Cependant, certains journaux républicains pointent la responsabilité de l’Église dans l’organisation sociale de la région, notamment ses accords avec les propriétaires des mines et des usines pour mettre la vie des ouvriers en coupe réglée.
« Le Congrès catholique d'Autun s'est occupé, on le sait, de l'organisation de l'industrie et de la propriété tant agricole qu'urbaine, de l’éducation de la jeunesse, des orphelinats agricoles et des banques populaires. Dans toutes les questions, il a recherché par quels moyens on pourrait détruire l'œuvre de la Révolution. […]
Le Congrès catholique d'Autun l'a dit nettement : il faut supprimer la liberté du travail, rétablir les jurandes et les maîtrises. […]
Nous tenons seulement à constater que ce Congrès a hautement affiché l’intention :
1° De reprendre aux ouvriers la liberté du travail ;
2° De reprendre aux paysans la terre que la Révolution leur a donnée.
Ces théories émises sous les yeux et avec la participation des personnes influentes du pays, des gros propriétaires, de riches patrons, ont créé un certain trouble dans les esprits. »
Mais le journal radical La Presse va plus loin encore, et voit dans cette Bande noire un invraisemblable complot clérical ourdi dans le seul but de desservir les intérêts des ouvriers.
« La “bande noire” qui parcourt les communes de Blanzy et de Montceau, renversant les statues de la vierge Marie et les croix qui se trouvent dans ce pays à tous les carrefours, à tous les coins de chemins, cette “bande noire” est uniquement composée de gens à la solde des cléricaux militants du pays.
Ils savent où se réfugier, ils savent comment échapper aux poursuites.

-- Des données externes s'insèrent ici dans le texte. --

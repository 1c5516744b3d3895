//! Session lifecycle state machine
//!
//! ```text
//!  NotJoined
//!      |
//!      | join()
//!      V
//!   Joining
//!      |
//!      | SFU assigned demux id
//!      V
//!   Joined  <-----------+
//!      |                | connectivity restored
//!      | connectivity   |
//!      V   lost         |
//! Reconnecting ---------+
//!
//! Any state --> Ended (terminal)
//! ```

use serde::{Deserialize, Serialize};
use tracing::debug;

use crate::error::{GroupCallError, GroupCallResult};
use crate::types::{ConnectionStatus, GroupCallEndReason};

/// Forward-progressing status of a group call session.
#[derive(Debug, Clone, Copy, PartialEq, Eq, Hash, Serialize, Deserialize)]
pub enum SessionStatus {
    NotJoined,
    Joining,
    Joined,
    Reconnecting,
    Ended,
}

impl SessionStatus {
    /// Connection status the local device reports while in this state.
    pub fn connection_status(&self) -> ConnectionStatus {
        match self {
            SessionStatus::NotJoined => ConnectionStatus::Idle,
            SessionStatus::Joining => ConnectionStatus::Connecting,
            SessionStatus::Joined => ConnectionStatus::Connected,
            SessionStatus::Reconnecting => ConnectionStatus::Reconnecting,
            SessionStatus::Ended => ConnectionStatus::Ended,
        }
    }

    pub fn can_transition_to(&self, to: SessionStatus) -> bool {
        use SessionStatus::*;
        match (*self, to) {
            (Ended, _) => false,
            (_, Ended) => true,
            (NotJoined, Joining) => true,
            (Joining, Joined) => true,
            (Joined, Reconnecting) => true,
            (Reconnecting, Joined) => true,
            _ => false,
        }
    }

    /// Joined or trying to stay joined.
    pub fn is_in_call(&self) -> bool {
        matches!(self, SessionStatus::Joined | SessionStatus::Reconnecting)
    }
}

/// Owns the session status and the terminal reason.
#[derive(Debug, Clone)]
pub struct SessionLifecycle {
    status: SessionStatus,
    end_reason: Option<GroupCallEndReason>,
}

impl SessionLifecycle {
    pub fn new() -> Self {
        Self {
            status: SessionStatus::NotJoined,
            end_reason: None,
        }
    }

    pub fn status(&self) -> SessionStatus {
        self.status
    }

    pub fn end_reason(&self) -> Option<GroupCallEndReason> {
        self.end_reason
    }

    pub fn is_ended(&self) -> bool {
        self.status == SessionStatus::Ended
    }

    /// Move to `to`, returning the previous status.
    ///
    /// Use [`SessionLifecycle::end`] to enter `Ended` so the reason is recorded.
    pub fn transition(&mut self, to: SessionStatus) -> GroupCallResult<SessionStatus> {
        if self.status == SessionStatus::Ended {
            return Err(GroupCallError::SessionEnded);
        }
        if to == SessionStatus::Ended || !self.status.can_transition_to(to) {
            return Err(GroupCallError::InvalidTransition { from: self.status, to });
        }
        let previous = self.status;
        self.status = to;
        debug!(from = ?previous, to = ?to, "Session status changed");
        Ok(previous)
    }

    /// Enter `Ended`. Returns `false` if the session had already ended.
    pub fn end(&mut self, reason: GroupCallEndReason) -> bool {
        if self.is_ended() {
            return false;
        }
        debug!(from = ?self.status, reason = %reason, "Session ended");
        self.status = SessionStatus::Ended;
        self.end_reason = Some(reason);
        true
    }
}

impl Default for SessionLifecycle {
    fn default() -> Self {
        Self::new()
    }
}

#[cfg(test)]
mod tests {
    use super::*;

    #[test]
    fn test_forward_path_and_reconnect_loop() {
        let mut lifecycle = SessionLifecycle::new();
        assert_eq!(lifecycle.transition(SessionStatus::Joining).unwrap(), SessionStatus::NotJoined);
        assert_eq!(lifecycle.transition(SessionStatus::Joined).unwrap(), SessionStatus::Joining);
        assert_eq!(lifecycle.transition(SessionStatus::Reconnecting).unwrap(), SessionStatus::Joined);
        assert_eq!(lifecycle.transition(SessionStatus::Joined).unwrap(), SessionStatus::Reconnecting);
        assert!(lifecycle.status().is_in_call());
    }

    #[test]
    fn test_rejects_skips_and_regressions() {
        let mut lifecycle = SessionLifecycle::new();
        assert!(matches!(
            lifecycle.transition(SessionStatus::Joined),
            Err(GroupCallError::InvalidTransition { .. })
        ));
        lifecycle.transition(SessionStatus::Joining).unwrap();
        assert!(lifecycle.transition(SessionStatus::NotJoined).is_err());
        assert!(lifecycle.transition(SessionStatus::Ended).is_err());
    }

    #[test]
    fn test_end_is_terminal_and_single() {
        let mut lifecycle = SessionLifecycle::new();
        lifecycle.transition(SessionStatus::Joining).unwrap();
        assert!(lifecycle.end(GroupCallEndReason::ConnectionFailure));
        assert!(!lifecycle.end(GroupCallEndReason::LeftNormally));
        assert_eq!(lifecycle.end_reason(), Some(GroupCallEndReason::ConnectionFailure));
        assert_eq!(lifecycle.transition(SessionStatus::Joined), Err(GroupCallError::SessionEnded));
        assert_eq!(lifecycle.status().connection_status(), ConnectionStatus::Ended);
    }

    #[test]
    fn test_every_state_may_end() {
        for status in [
            SessionStatus::NotJoined,
            SessionStatus::Joining,
            SessionStatus::Joined,
            SessionStatus::Reconnecting,
        ] {
            assert!(status.can_transition_to(SessionStatus::Ended));
        }
        assert!(!SessionStatus::Ended.can_transition_to(SessionStatus::Ended));
    }
}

C’est ce qui explique qu'aucun d'eux n'ait été arrêté. »
Une première vague d’arrestations entraîne le procès de 23 suspects au mois d’octobre 1882. Le procès dure deux mois et 9 accusés sont condamnés de un à cinq ans de prison (la peine la plus lourde pour Devillard, reconnu « chef » de la bande et responsable de l’émeute du mois d’août).

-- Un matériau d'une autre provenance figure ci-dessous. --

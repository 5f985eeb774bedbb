//! Generic catalog of loadable definitions
//!
//! Definitions are registered by string id and addressed at runtime through
//! dense [`IntId`] handles assigned in load order. Handle 0 is always the
//! null entry, so an unknown or reset id still dereferences to something.

use hashbrown::HashMap;
use serde_json::Value;

use crate::catalog::{IdCatalog, ItemGroup};
use crate::config::MapDataConfig;
use crate::diagnostics::Diagnostics;
use crate::error::LoadError;
use crate::examine::ExamineActorTable;
use crate::ids::{IntId, NullId, StringId};
use crate::json::{FieldReader, JsonObject};

/// Everything a definition may consult while loading
pub struct LoadContext<'a> {
    /// Source tag of the file being loaded (`core` or a mod id)
    pub src: &'a str,
    pub config: &'a MapDataConfig,
    pub actors: &'a ExamineActorTable,
    pub item_groups: &'a mut IdCatalog<ItemGroup>,
}

/// A definition type stored in a [`GenericFactory`]
pub trait FactoryEntry: Clone + NullId + Sized {
    /// Record type name, also used in diagnostics
    const KIND: &'static str;

    /// Fresh definition before any member is read
    fn new_entry(config: &MapDataConfig) -> Self;

    /// The entry behind handle 0
    fn null_entry(config: &MapDataConfig) -> Self;

    fn id(&self) -> &StringId<Self>;
    fn set_id(&mut self, id: StringId<Self>);

    fn load(
        &mut self,
        jo: &mut FieldReader<'_, '_>,
        ctx: &mut LoadContext<'_>,
    ) -> Result<(), LoadError>;
}

/// Result of loading one record
#[derive(Debug, Clone, PartialEq, Eq)]
pub enum LoadStatus<T> {
    Loaded(IntId<T>),
    Abstract,
    /// Waiting for the `copy-from` parent to be loaded
    Deferred { parent: String },
}

#[derive(Debug, Clone)]
struct DeferredLoad {
    id: String,
    parent: String,
    src: String,
    record: Value,
}

#[derive(Debug, Clone)]
pub struct GenericFactory<T> {
    list: Vec<T>,
    map: HashMap<StringId<T>, IntId<T>>,
    abstracts: HashMap<StringId<T>, T>,
    deferred: Vec<DeferredLoad>,
}

impl<T: FactoryEntry> GenericFactory<T> {
    pub fn new(config: &MapDataConfig) -> Self {
        let mut factory = Self {
            list: Vec::new(),
            map: HashMap::new(),
            abstracts: HashMap::new(),
            deferred: Vec::new(),
        };
        factory.insert(T::null_entry(config));
        factory
    }

    /// Load one record. A record whose `copy-from` parent is not known yet
    /// is kept and retried by [`finalize`](Self::finalize).
    pub fn load(
        &mut self,
        record: &Value,
        ctx: &mut LoadContext<'_>,
        diag: &mut Diagnostics,
    ) -> Result<LoadStatus<T>, LoadError> {
        let status = self.try_load(record, ctx, diag)?;
        if let LoadStatus::Deferred { parent } = &status {
            let jo = JsonObject::new(record)?;
            let id = jo
                .get_str("id")
                .or_else(|| jo.get_str("abstract"))
                .unwrap_or_default();
            log::debug!(
                target: "rf_mapdata::factory",
                "deferring {} {} until {} is loaded",
                T::KIND,
                id,
                parent
            );
            self.deferred.push(DeferredLoad {
                id: id.to_string(),
                parent: parent.clone(),
                src: ctx.src.to_string(),
                record: record.clone(),
            });
        }
        Ok(status)
    }

    fn try_load(
        &mut self,
        record: &Value,
        ctx: &mut LoadContext<'_>,
        diag: &mut Diagnostics,
    ) -> Result<LoadStatus<T>, LoadError> {
        let jo = JsonObject::new(record)?;
        let (id, is_abstract) = match (jo.get_str("abstract"), jo.get_str("id")) {
            (Some(id), _) => (StringId::<T>::new(id), true),
            (None, Some(id)) => (StringId::<T>::new(id), false),
            (None, None) => return Err(LoadError::MissingId { kind: T::KIND }),
        };

        let (mut def, was_loaded) = if let Some(parent) = jo.get_str("copy-from") {
            match self.find_any(&StringId::new(parent)) {
                Some(base) => (base.clone(), true),
                None => {
                    return Ok(LoadStatus::Deferred {
                        parent: parent.to_string(),
                    });
                }
            }
        } else {
            let existing = if is_abstract {
                self.abstracts.get(&id)
            } else {
                self.obj(&id)
            };
            match existing {
                Some(existing) => (existing.clone(), true),
                None => (T::new_entry(ctx.config), false),
            }
        };

        def.set_id(id.clone());
        let context = format!("{} {}", T::KIND, id);
        let mut reader = FieldReader::new(jo, was_loaded, context, diag);
        def.load(&mut reader, ctx)?;

        log::debug!(target: "rf_mapdata::factory", "loaded {} {} from {}", T::KIND, id, ctx.src);
        if is_abstract {
            self.abstracts.insert(id, def);
            Ok(LoadStatus::Abstract)
        } else {
            Ok(LoadStatus::Loaded(self.insert(def)))
        }
    }

    fn find_any(&self, id: &StringId<T>) -> Option<&T> {
        self.obj(id).or_else(|| self.abstracts.get(id))
    }

    fn insert(&mut self, def: T) -> IntId<T> {
        if let Some(handle) = self.map.get(def.id()) {
            let handle = *handle;
            self.list[handle.to_i()] = def;
            return handle;
        }
        let handle = IntId::new(self.list.len());
        self.map.insert(def.id().clone(), handle);
        self.list.push(def);
        handle
    }

    /// Retry deferred `copy-from` records until no more resolve; whatever is
    /// left is reported
    pub fn finalize(&mut self, ctx: &mut LoadContext<'_>, diag: &mut Diagnostics) {
        loop {
            let pending = std::mem::take(&mut self.deferred);
            if pending.is_empty() {
                return;
            }
            let before = pending.len();
            for deferred in pending {
                let mut retry = LoadContext {
                    src: &deferred.src,
                    config: ctx.config,
                    actors: ctx.actors,
                    item_groups: &mut *ctx.item_groups,
                };
                let status = self.try_load(&deferred.record, &mut retry, diag);
                match status {
                    Ok(LoadStatus::Deferred { .. }) => self.deferred.push(deferred),
                    Ok(_) => {}
                    Err(err) => diag.report(format!("{} {}", T::KIND, deferred.id), err.to_string()),
                }
            }
            if self.deferred.len() == before {
                break;
            }
        }
        for deferred in self.deferred.drain(..) {
            diag.report(
                format!("{} {}", T::KIND, deferred.id),
                format!("copy-from {} does not exist", deferred.parent),
            );
        }
    }

    /// O(1) dereference; out-of-range handles resolve to the null entry
    pub fn get(&self, handle: IntId<T>) -> &T {
        self.list.get(handle.to_i()).unwrap_or(&self.list[0])
    }

    pub fn obj(&self, id: &StringId<T>) -> Option<&T> {
        self.map.get(id).map(|handle| &self.list[handle.to_i()])
    }

    /// Handle for `id`, or the null handle if unknown
    pub fn obj_by_string(&self, id: &StringId<T>) -> IntId<T> {
        self.map.get(id).copied().unwrap_or(IntId::NULL)
    }

    pub fn is_valid(&self, id: &StringId<T>) -> bool {
        self.map.contains_key(id)
    }

    pub fn is_abstract(&self, id: &StringId<T>) -> bool {
        self.abstracts.contains_key(id)
    }

    /// Number of definitions, including the null entry
    pub fn size(&self) -> usize {
        self.list.len()
    }

    pub fn all(&self) -> &[T] {
        &self.list
    }

    pub fn handles(&self) -> impl Iterator<Item = (IntId<T>, &T)> {
        self.list
            .iter()
            .enumerate()
            .map(|(i, def)| (IntId::new(i), def))
    }

    pub(crate) fn entries_mut(&mut self) -> impl Iterator<Item = &mut T> {
        self.list.iter_mut()
    }

    pub fn deferred_count(&self) -> usize {
        self.deferred.len()
    }

    /// Drop every definition and re-seed the null entry
    pub fn reset(&mut self, config: &MapDataConfig) {
        *self = Self::new(config);
    }
}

Ces arrestations n’empêchent toutefois pas la Bande noire de récidiver. En 1883, elle attaque les maisons de deux mineurs soupçonnés d’être des mouchards. En 1884, ce sont un ingénieur, puis le maire de Sanvignes et enfin une chapelle qui sont visés.
Le 7 novembre 1884, la dernière tentative d’attentat se solde par des coups de feu : trois gendarmes et un jeune anarchiste sont blessés.

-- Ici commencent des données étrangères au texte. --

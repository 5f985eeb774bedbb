//! Optional furniture sub-records

use rf_units::{Mass, Volume};

use crate::json::FieldReader;

use super::FurnStrId;

/// Crafting speed and load limits of furniture usable as a workbench
#[derive(Debug, Clone, PartialEq)]
pub struct FurnWorkbenchInfo {
    pub multiplier: f32,
    pub allowed_mass: Mass,
    pub allowed_volume: Volume,
}

impl Default for FurnWorkbenchInfo {
    fn default() -> Self {
        Self {
            multiplier: 1.0,
            allowed_mass: Mass::MAX,
            allowed_volume: Volume::MAX,
        }
    }
}

impl FurnWorkbenchInfo {
    pub fn load(&mut self, j: &mut FieldReader<'_, '_>) {
        j.assign("multiplier", &mut self.multiplier);
        j.assign("mass", &mut self.allowed_mass);
        j.assign("volume", &mut self.allowed_volume);
    }
}

/// Growth stages of planted furniture
#[derive(Debug, Clone, PartialEq)]
pub struct PlantData {
    /// Furniture the plant becomes at the next stage
    pub transform: FurnStrId,
    /// Furniture left behind when the plant is removed
    pub base: FurnStrId,
    pub growth_multiplier: f32,
    pub harvest_multiplier: f32,
}

impl Default for PlantData {
    fn default() -> Self {
        Self {
            transform: FurnStrId::null(),
            base: FurnStrId::null(),
            growth_multiplier: 1.0,
            harvest_multiplier: 1.0,
        }
    }
}

impl PlantData {
    pub fn load(&mut self, j: &mut FieldReader<'_, '_>) {
        j.assign("transform", &mut self.transform);
        j.assign("base", &mut self.base);
        j.assign("growth_multiplier", &mut self.growth_multiplier);
        j.assign("harvest_multiplier", &mut self.harvest_multiplier);
    }
}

« Vendredi soir, des gendarmes étaient en observation autour de cette maison, lorsque, vers dix heures, ils aperçurent un individu s’approchant de la porte et déposant un engin muni d’une mèche, à laquelle il venait de mettre le feu.
Les gendarmes, placés dans la cour, se précipitèrent pour couper la mèche et saisir le dynamiteur. Celui-ci, armé d’un revolver, fit un feu roulant.
Le maréchal des logis Belgy reçut une balle à l’avant-bras gauche, et le gendarme Choffe une autre à l’épaule gauche. Le gendarme Pépin poursuivait le meurtrier et allait l’atteindre, lorsque celui-ci, faisant demi-tour, lui tire, à bout portant, un coup de revolver qui le frappe dans la région du cœur.
En ce moment, le meurtrier est lui-même atteint de deux balles, l’une à l’épaule droite, l’autre à l’oreille du même côté.
Enfin, il est arrêté et est reconnu pour être le nommé Leguelaff [Jean Gueslaff], âgé de dix-huit ans, mineur, demeurant aux Alouettes, chez sa mère. »
Les arrestations se succèdent alors. 32 personnes vont comparaître devant la Cour d’assisses de Saône-et-Loire le 18 mai 1885 pour vol de dynamite, explosions et tentatives d’assassinat (le gendarme Pépin n’étant que blessé).
Au total, dix seront condamnés à de la prison et à du bagne (10 ans de bagne pour Gueslaff, 20 pour Émile Hériot, considéré comme le chef de la Bande noire).
Ce procès mettra un terme dans la région à ce que les anarchistes avaient alors théorisé comme la « propagande par le fait ».